We went this week to a museum exhibition of comic books. I was entranced by the original covers, the actual paste-up of the different parts like the title and the price, the light pencil lines to properly align the text.
I do miss paste-up and light boards. Used to do that with our journal covers way back when. The Exacto knife, the smell of the adhesive . . . ah, those were the days.
I do miss paste-up and light boards. Used to do that with our journal covers way back when. The Exacto knife, the smell of the adhesive . . . ah, those were the days.
2 Comments:
At Mon Nov 12, 06:58:00 PM, Schizohedron said…
Ahhhhh ... the waning art of pasteup. I was describing to my mother this weekend how — to avoid ordering more repro for tables or other projects — I occasionally found myself performing transplant surgery on, say, a greater-than sign, or an italic letter, from a trove of scavenged copy. Then began the nerve-wracking job of pasting this tiny chip of repro onto the layout. No way in hell are my reflexes up to that these days. I blame age and caffeine.
As for the covers, one day I scaled off all of the layered volume/issue strips from PP, and having a flat cover board was like finding the Ark.
Knowing where I've been helps me appreciate a tool like InDesign or Quark all the more.

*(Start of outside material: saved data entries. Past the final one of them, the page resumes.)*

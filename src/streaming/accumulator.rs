//! Delta accumulator
//!
//! Folds one round of [`DeltaChunk`]s into assistant text and a table of
//! tool-call builders keyed by fragment index.

use std::collections::BTreeMap;

use serde_json::Value;

use crate::error::ToolError;
use crate::types::{FunctionCall, ToolCall, ToolCallFragment, ToolInvocation, ToolResult};
use crate::upstream::TerminalReason;

/// Tool Call Builder
///
/// Accumulates one tool call across fragments sharing an index.
#[derive(Debug, Clone, Default, PartialEq, Eq)]
pub struct ToolCallBuilder {
    pub id: Option<String>,
    pub name: String,
    pub arguments: String,
}

/// A tool call closed by the `tool_calls` terminal reason.
#[derive(Debug, Clone, PartialEq)]
pub struct FinalizedCall {
    pub id: String,
    pub function_name: String,
    /// Raw arguments text as streamed.
    pub arguments_json: String,
    /// Parsed invocation, or the error result to splice without invoking.
    pub invocation: Result<ToolInvocation, ToolResult>,
}

impl FinalizedCall {
    /// The call as recorded on the assistant turn.
    pub fn as_tool_call(&self) -> ToolCall {
        ToolCall::function(
            &self.id,
            FunctionCall {
                name: self.function_name.clone(),
                arguments: self.arguments_json.clone(),
            },
        )
    }
}

/// What one round ended with.
#[derive(Debug, Clone, PartialEq)]
pub enum RoundOutcome {
    Stop { text: String },
    ToolCalls { text: String, calls: Vec<FinalizedCall> },
}

#[derive(Debug, Default)]
pub struct DeltaAccumulator {
    text: String,
    tool_calls: BTreeMap<usize, ToolCallBuilder>,
}

impl DeltaAccumulator {
    pub fn new() -> Self {
        Self::default()
    }

    pub fn text(&self) -> &str {
        &self.text
    }

    pub fn pending_tool_calls(&self) -> usize {
        self.tool_calls.len()
    }

    pub fn apply_text(&mut self, text: &str) {
        self.text.push_str(text);
    }

    /// Merge a fragment into the builder at its index.
    ///
    /// Returns `true` when this is the first fragment seen for that index.
    pub fn apply_tool_call_fragment(&mut self, fragment: ToolCallFragment) -> bool {
        let is_new = !self.tool_calls.contains_key(&fragment.index);
        let builder = self.tool_calls.entry(fragment.index).or_default();
        if builder.id.is_none() {
            builder.id = fragment.id;
        }
        builder.name.push_str(&fragment.function_name);
        builder.arguments.push_str(&fragment.arguments_json);
        is_new
    }

    /// Close the round.
    ///
    /// Only [`TerminalReason::ToolCalls`] yields calls; every other reason (or
    /// `None` for end-of-stream) is a stop with the text accumulated so far.
    pub fn finalize(self, reason: Option<&TerminalReason>) -> RoundOutcome {
        let Self { text, tool_calls } = self;
        match reason {
            Some(TerminalReason::ToolCalls) if !tool_calls.is_empty() => RoundOutcome::ToolCalls {
                text,
                calls: tool_calls.into_values().map(finalize_call).collect(),
            },
            _ => {
                if !tool_calls.is_empty() {
                    tracing::warn!(
                        discarded = tool_calls.len(),
                        ?reason,
                        "round ended without tool_calls; dropping partial tool calls"
                    );
                }
                RoundOutcome::Stop { text }
            }
        }
    }
}

fn finalize_call(builder: ToolCallBuilder) -> FinalizedCall {
    let id = builder
        .id
        .unwrap_or_else(|| format!("call_{}", uuid::Uuid::new_v4().simple()));
    let raw = if builder.arguments.trim().is_empty() {
        "{}"
    } else {
        builder.arguments.as_str()
    };
    let invocation = match serde_json::from_str::<Value>(raw) {
        Ok(arguments) => Ok(ToolInvocation {
            id: id.clone(),
            name: builder.name.clone(),
            arguments,
        }),
        Err(e) => Err(ToolResult::failure(
            &id,
            &builder.name,
            ToolError::MalformedArguments {
                tool: builder.name.clone(),
                reason: e.to_string(),
            },
        )),
    };
    FinalizedCall {
        id,
        function_name: builder.name,
        arguments_json: builder.arguments,
        invocation,
    }
}

#[cfg(test)]
mod tests {
    use super::*;
    use serde_json::json;

    fn fragment(index: usize, id: Option<&str>, name: &str, args: &str) -> ToolCallFragment {
        ToolCallFragment {
            index,
            id: id.map(str::to_string),
            function_name: name.to_string(),
            arguments_json: args.to_string(),
        }
    }

    #[test]
    fn text_only_round_stops_with_concatenation() {
        let mut acc = DeltaAccumulator::new();
        acc.apply_text("Hel");
        acc.apply_text("lo");
        assert_eq!(
            acc.finalize(Some(&TerminalReason::Stop)),
            RoundOutcome::Stop {
                text: "Hello".into()
            }
        );
    }

    #[test]
    fn fragments_merge_by_index_and_keep_first_id() {
        let mut acc = DeltaAccumulator::new();
        assert!(acc.apply_tool_call_fragment(fragment(0, Some("call_a"), "generate", "{\"pro")));
        assert!(!acc.apply_tool_call_fragment(fragment(0, Some("call_z"), "Image", "mpt\":")));
        assert!(acc.apply_tool_call_fragment(fragment(1, Some("call_b"), "getWeather", "")));
        assert!(!acc.apply_tool_call_fragment(fragment(0, None, "", "\"cat\"}")));
        assert_eq!(acc.pending_tool_calls(), 2);

        let RoundOutcome::ToolCalls { calls, .. } = acc.finalize(Some(&TerminalReason::ToolCalls))
        else {
            panic!("expected tool calls");
        };
        assert_eq!(calls.len(), 2);
        assert_eq!(calls[0].id, "call_a");
        assert_eq!(calls[0].function_name, "generateImage");
        assert_eq!(calls[0].arguments_json, r#"{"prompt":"cat"}"#);
        assert_eq!(
            calls[0].invocation,
            Ok(ToolInvocation {
                id: "call_a".into(),
                name: "generateImage".into(),
                arguments: json!({"prompt": "cat"}),
            })
        );
        // empty arguments parse as an empty object
        assert_eq!(
            calls[1].invocation.as_ref().map(|i| i.arguments.clone()),
            Ok(json!({}))
        );
    }

    #[test]
    fn malformed_arguments_become_error_results() {
        let mut acc = DeltaAccumulator::new();
        acc.apply_tool_call_fragment(fragment(0, Some("call_1"), "searchWeb", "{\"query\": "));
        let RoundOutcome::ToolCalls { calls, .. } = acc.finalize(Some(&TerminalReason::ToolCalls))
        else {
            panic!("expected tool calls");
        };
        let result = calls[0].invocation.clone().unwrap_err();
        assert_eq!(result.tool_call_id, "call_1");
        assert!(matches!(result.outcome, Err(ToolError::MalformedArguments { .. })));
        assert_eq!(calls[0].as_tool_call().function.arguments, "{\"query\": ");
    }

    #[test]
    fn missing_id_is_synthesized() {
        let mut acc = DeltaAccumulator::new();
        acc.apply_tool_call_fragment(fragment(0, None, "getWeather", r#"{"location":"Oslo"}"#));
        let RoundOutcome::ToolCalls { calls, .. } = acc.finalize(Some(&TerminalReason::ToolCalls))
        else {
            panic!("expected tool calls");
        };
        assert!(calls[0].id.starts_with("call_"));
        assert_eq!(calls[0].invocation.as_ref().unwrap().id, calls[0].id);
    }

    #[test]
    fn other_reasons_degrade_to_stop() {
        for reason in [
            Some(TerminalReason::Length),
            Some(TerminalReason::Other("eos".into())),
            None,
        ] {
            let mut acc = DeltaAccumulator::new();
            acc.apply_text("partial");
            acc.apply_tool_call_fragment(fragment(0, Some("c"), "searchWeb", "{"));
            assert_eq!(
                acc.finalize(reason.as_ref()),
                RoundOutcome::Stop {
                    text: "partial".into()
                }
            );
        }
    }

    #[test]
    fn tool_calls_reason_without_fragments_is_a_stop() {
        let mut acc = DeltaAccumulator::new();
        acc.apply_text("done");
        assert_eq!(
            acc.finalize(Some(&TerminalReason::ToolCalls)),
            RoundOutcome::Stop { text: "done".into() }
        );
    }
}
//! Core data types shared by the relay components.

pub mod chat;
pub mod tools;
pub mod usage;

pub use chat::*;
pub use tools::*;
pub use usage::*;
/// Per-request aggregate: history, round counter, cancel flag and output.
#[derive(Debug)]
pub struct StreamSession {
    pub id: String,
    pub context: ToolContext,
    history: Vec<ConversationTurn>,
    round: usize,
    state: SessionState,
    cancel: CancelHandle,
    output: String,
    images: Vec<String>,
    model: Option<String>,
    tools_enabled: Option<bool>,
}

impl StreamSession {
    pub fn new(user_id: impl Into<String>, history: Vec<ConversationTurn>) -> Self {
        let id = uuid::Uuid::new_v4().to_string();
        Self {
            context: ToolContext::new(user_id, id.clone()),
            id,
            history,
            round: 0,
            state: SessionState::StreamingText,
            cancel: CancelHandle::new(),
            output: String::new(),
            images: Vec::new(),
            model: None,
            tools_enabled: None,
        }
    }

    pub fn with_session_id(mut self, id: impl Into<String>) -> Self {
        self.id = id.into();
        self.context.session_id = self.id.clone();
        self
    }

    /// Override the configured upstream model for this session.
    pub fn with_model(mut self, model: impl Into<String>) -> Self {
        self.model = Some(model.into());
        self
    }

    pub fn with_tools_enabled(mut self, enabled: bool) -> Self {
        self.tools_enabled = Some(enabled);
        self
    }

    pub fn cancel_handle(&self) -> CancelHandle {
        self.cancel.clone()
    }

    pub fn is_cancelled(&self) -> bool {
        self.cancel.is_cancelled()
    }

    pub fn history(&self) -> &[ConversationTurn] {
        &self.history
    }

    pub fn round(&self) -> usize {
        self.round
    }

    pub fn state(&self) -> SessionState {
        self.state
    }

    /// Assistant text streamed so far, across all rounds.
    pub fn output(&self) -> &str {
        &self.output
    }

    pub fn images(&self) -> &[String] {
        &self.images
    }
}

/// Orchestrator options
#[derive(Debug, Clone)]
pub struct OrchestratorOptions {
    pub model: String,
    pub sampling: SamplingParams,
    /// Maximum upstream rounds per session, first round included.
    pub max_rounds: usize,
    pub tools_enabled: bool,
    pub truncation_note: String,
    pub channel_capacity: usize,
    pub sse: SseOptions,
}
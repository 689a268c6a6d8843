//! Image generation with durable storage of the result.

use std::sync::Arc;

use async_trait::async_trait;
use serde_json::Value;

use super::{HttpToolHandler, ToolContext, ToolHandler, ToolOutput};
use crate::assets::AssetStore;
use crate::error::ToolError;

/// Calls the image service, then swaps its ephemeral `url` for the stored one.
pub struct ImageGenerationHandler {
    inner: HttpToolHandler,
    assets: Arc<dyn AssetStore>,
}

impl ImageGenerationHandler {
    pub fn new(inner: HttpToolHandler, assets: Arc<dyn AssetStore>) -> Self {
        Self { inner, assets }
    }
}

#[async_trait]
impl ToolHandler for ImageGenerationHandler {
    async fn call(&self, ctx: &ToolContext, arguments: &Value) -> Result<ToolOutput, ToolError> {
        let mut payload = self.inner.post(ctx, arguments).await?;
        let ephemeral = payload
            .get("url")
            .and_then(Value::as_str)
            .filter(|u| !u.is_empty())
            .map(str::to_string)
            .ok_or_else(|| ToolError::InvalidResponse {
                tool: self.inner.tool().as_str().to_string(),
                reason: "missing image url".to_string(),
            })?;

        let stored = self
            .assets
            .persist(&ephemeral)
            .await
            .map_err(|e| ToolError::AssetStore(e.to_string()))?;

        if let Some(obj) = payload.as_object_mut() {
            obj.insert("url".to_string(), Value::String(stored.clone()));
        }
        Ok(ToolOutput {
            payload,
            images: vec![stored],
        })
    }
}
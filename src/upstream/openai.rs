//! OpenAI-compatible streaming client using eventsource-stream
//!
//! Posts to `{base_url}/chat/completions` with `stream: true` and converts each
//! SSE chunk into zero or more [`DeltaChunk`]s.

use async_trait::async_trait;
use eventsource_stream::Eventsource;
use futures_util::StreamExt;
use secrecy::{ExposeSecret, SecretString};
use serde::Deserialize;
use serde_json::{Value, json};

use super::{CompletionClient, CompletionRequest, DeltaChunk, DeltaStream, TerminalReason};
use crate::config::UpstreamConfig;
use crate::error::{RelayError, Result};
use crate::types::ToolCallFragment;

/// OpenAI stream event structure
#[derive(Debug, Clone, Deserialize)]
struct OpenAiStreamEvent {
    choices: Option<Vec<OpenAiStreamChoice>>,
    error: Option<OpenAiStreamError>,
}

#[derive(Debug, Clone, Deserialize)]
struct OpenAiStreamChoice {
    delta: Option<OpenAiStreamDelta>,
    finish_reason: Option<String>,
}

#[derive(Debug, Clone, Deserialize)]
struct OpenAiStreamDelta {
    content: Option<String>,
    tool_calls: Option<Vec<OpenAiToolCallDelta>>,
}

#[derive(Debug, Clone, Deserialize)]
struct OpenAiToolCallDelta {
    index: Option<usize>,
    id: Option<String>,
    function: Option<OpenAiFunctionCallDelta>,
}

#[derive(Debug, Clone, Deserialize)]
struct OpenAiFunctionCallDelta {
    name: Option<String>,
    arguments: Option<String>,
}

/// Error object some providers push mid-stream instead of failing the request.
#[derive(Debug, Clone, Deserialize)]
struct OpenAiStreamError {
    message: Option<String>,
    code: Option<Value>,
}

/// Convert one SSE `data` payload into delta chunks.
///
/// Only the first choice is read; the relay never requests `n > 1`.
fn convert_event(data: &str) -> Vec<Result<DeltaChunk>> {
    let event: OpenAiStreamEvent = match serde_json::from_str(data) {
        Ok(event) => event,
        Err(e) => {
            return vec![Err(RelayError::ParseError(format!(
                "Failed to parse upstream event: {e}"
            )))];
        }
    };

    if let Some(error) = event.error {
        let message = error
            .message
            .unwrap_or_else(|| "upstream reported an error".to_string());
        return vec![Err(RelayError::ApiError {
            code: 502,
            message,
            details: error.code,
        })];
    }

    let Some(choice) = event.choices.and_then(|c| c.into_iter().next()) else {
        return Vec::new();
    };

    let mut chunks = Vec::with_capacity(2);
    if let Some(delta) = choice.delta {
        if let Some(content) = delta.content.filter(|c| !c.is_empty()) {
            chunks.push(Ok(DeltaChunk::Text(content)));
        }
        for (position, call) in delta.tool_calls.unwrap_or_default().into_iter().enumerate() {
            let function = call.function;
            chunks.push(Ok(DeltaChunk::ToolCall(ToolCallFragment {
                index: call.index.unwrap_or(position),
                id: call.id.filter(|id| !id.is_empty()),
                function_name: function
                    .as_ref()
                    .and_then(|f| f.name.clone())
                    .unwrap_or_default(),
                arguments_json: function.and_then(|f| f.arguments).unwrap_or_default(),
            })));
        }
    }
    if let Some(reason) = choice.finish_reason {
        chunks.push(Ok(DeltaChunk::Finish(TerminalReason::parse(&reason))));
    }
    chunks
}

/// OpenAI-compatible chat-completions client.
#[derive(Debug, Clone)]
pub struct OpenAiCompletionClient {
    base_url: String,
    api_key: SecretString,
    http_client: reqwest::Client,
}

impl OpenAiCompletionClient {
    pub fn new(config: &UpstreamConfig) -> Result<Self> {
        let http_client = reqwest::Client::builder()
            .connect_timeout(config.connect_timeout())
            .build()
            .map_err(|e| RelayError::ConfigurationError(format!("Failed to build HTTP client: {e}")))?;
        Ok(Self::with_http_client(config, http_client))
    }

    pub fn with_http_client(config: &UpstreamConfig, http_client: reqwest::Client) -> Self {
        Self {
            base_url: config.base_url.trim_end_matches('/').to_string(),
            api_key: SecretString::from(config.api_key.expose_secret().to_string()),
            http_client,
        }
    }

    fn build_body(request: &CompletionRequest) -> Result<Value> {
        let mut body = json!({
            "model": request.model,
            "messages": serde_json::to_value(&request.messages)?,
            "stream": true,
        });
        if !request.tools.is_empty() {
            body["tools"] = serde_json::to_value(&request.tools)?;
            body["tool_choice"] = json!("auto");
        }
        if let Some(t) = request.sampling.temperature {
            body["temperature"] = json!(t);
        }
        if let Some(max) = request.sampling.max_tokens {
            body["max_tokens"] = json!(max);
        }
        if let Some(p) = request.sampling.top_p {
            body["top_p"] = json!(p);
        }
        Ok(body)
    }
}

#[async_trait]
impl CompletionClient for OpenAiCompletionClient {
    async fn stream_completion(&self, request: CompletionRequest) -> Result<DeltaStream> {
        let url = format!("{}/chat/completions", self.base_url);
        let body = Self::build_body(&request)?;
        tracing::debug!(
            model = %request.model,
            messages = request.messages.len(),
            tools = request.tools.len(),
            "opening upstream stream"
        );

        let response = self
            .http_client
            .post(&url)
            .bearer_auth(self.api_key.expose_secret())
            .header(reqwest::header::ACCEPT, "text/event-stream")
            .json(&body)
            .send()
            .await
            .map_err(|e| RelayError::HttpError(format!("Failed to send request: {e}")))?;

        if !response.status().is_success() {
            let status = response.status();
            let error_text = response.text().await.unwrap_or_default();
            return Err(RelayError::ApiError {
                code: status.as_u16(),
                message: error_text,
                details: None,
            });
        }

        let mut events = response.bytes_stream().eventsource();
        let stream = async_stream::stream! {
            while let Some(event) = events.next().await {
                match event {
                    Ok(event) => {
                        let data = event.data.trim();
                        if data == "[DONE]" {
                            break;
                        }
                        if data.is_empty() {
                            continue;
                        }
                        let mut failed = false;
                        for item in convert_event(data) {
                            failed |= item.is_err();
                            yield item;
                        }
                        if failed {
                            break;
                        }
                    }
                    Err(e) => {
                        yield Err(RelayError::StreamError(format!("SSE parsing error: {e}")));
                        break;
                    }
                }
            }
        };
        Ok(Box::pin(stream))
    }
}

But I do miss the focus on such a physical and judgment-governed task that pasteup represented.
At Mon Nov 19, 12:33:00 PM, Amy said…
Ah, PP. That was the greatest. Really loved that journal. Yes, one visit to my cousin in OR I shipped back his light board because he didn't want it anymore, for shame. I'm sure UPS hated me for that. I smile thinking about the reflexes needed, trying to get the letter or symbol aligned just right!!